Saved data entries:

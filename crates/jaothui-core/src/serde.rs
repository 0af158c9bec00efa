// Module name shadows the `serde` crate; use `::serde` for the external crate.
use ::serde::{Deserialize, Deserializer, Serializer};
use chrono::{DateTime, SecondsFormat, Utc};

/// Serialize `DateTime<Utc>` as RFC 3339 with 3-digit fractional seconds.
pub fn to_rfc3339_ms<S>(dt: &DateTime<Utc>, s: S) -> Result<S::Ok, S::Error>
where
    S: Serializer,
{
    s.serialize_str(&dt.to_rfc3339_opts(SecondsFormat::Millis, true))
}

/// Same as [`to_rfc3339_ms`], emitting `null` for `None`.
pub fn to_rfc3339_ms_opt<S>(dt: &Option<DateTime<Utc>>, s: S) -> Result<S::Ok, S::Error>
where
    S: Serializer,
{
    match dt {
        Some(dt) => to_rfc3339_ms(dt, s),
        None => s.serialize_none(),
    }
}

/// For `#[serde(default, deserialize_with = "double_option")]` patch fields:
/// absent stays `None`, an explicit `null` becomes `Some(None)`.
pub fn double_option<'de, D, T>(d: D) -> Result<Option<Option<T>>, D::Error>
where
    D: Deserializer<'de>,
    T: Deserialize<'de>,
{
    Option::<T>::deserialize(d).map(Some)
}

* Task objective *
Exactly as shown above, return every record.

* Task solution *
filename crates/jaothui-core/src/serde.rs
repository 0af158c9bec00efa
// Module name shadows the `serde` crate; use `::serde` for the external crate.
use ::serde::{Deserialize, Deserializer, Serializer};
use chrono::{DateTime, SecondsFormat, Utc};

/// Serialize `DateTime<Utc>` as RFC 3339 with 3-digit fractional seconds.
pub fn to_rfc3339_ms<S>(dt: &DateTime<Utc>, s: S) -> Result<S::Ok, S::Error>
where
    S: Serializer,
{
    s.serialize_str(&dt.to_rfc3339_opts(SecondsFormat::Millis, true))
}

/// Same as [`to_rfc3339_ms`], emitting `null` for `None`.
pub fn to_rfc3339_ms_opt<S>(dt: &Option<DateTime<Utc>>, s: S) -> Result<S::Ok, S::Error>
where
    S: Serializer,
{
    match dt {
        Some(dt) => to_rfc3339_ms(dt, s),
        None => s.serialize_none(),
    }
}

/// For `#[serde(default, deserialize_with = "double_option")]` patch fields:
/// absent stays `None`, an explicit `null` becomes `Some(None)`.
pub fn double_option<'de, D, T>(d: D) -> Result<Option<Option<T>>, D::Error>
where
    D: Deserializer<'de>,
    T: Deserialize<'de>,
{
    Option::<T>::deserialize(d).map(Some)
}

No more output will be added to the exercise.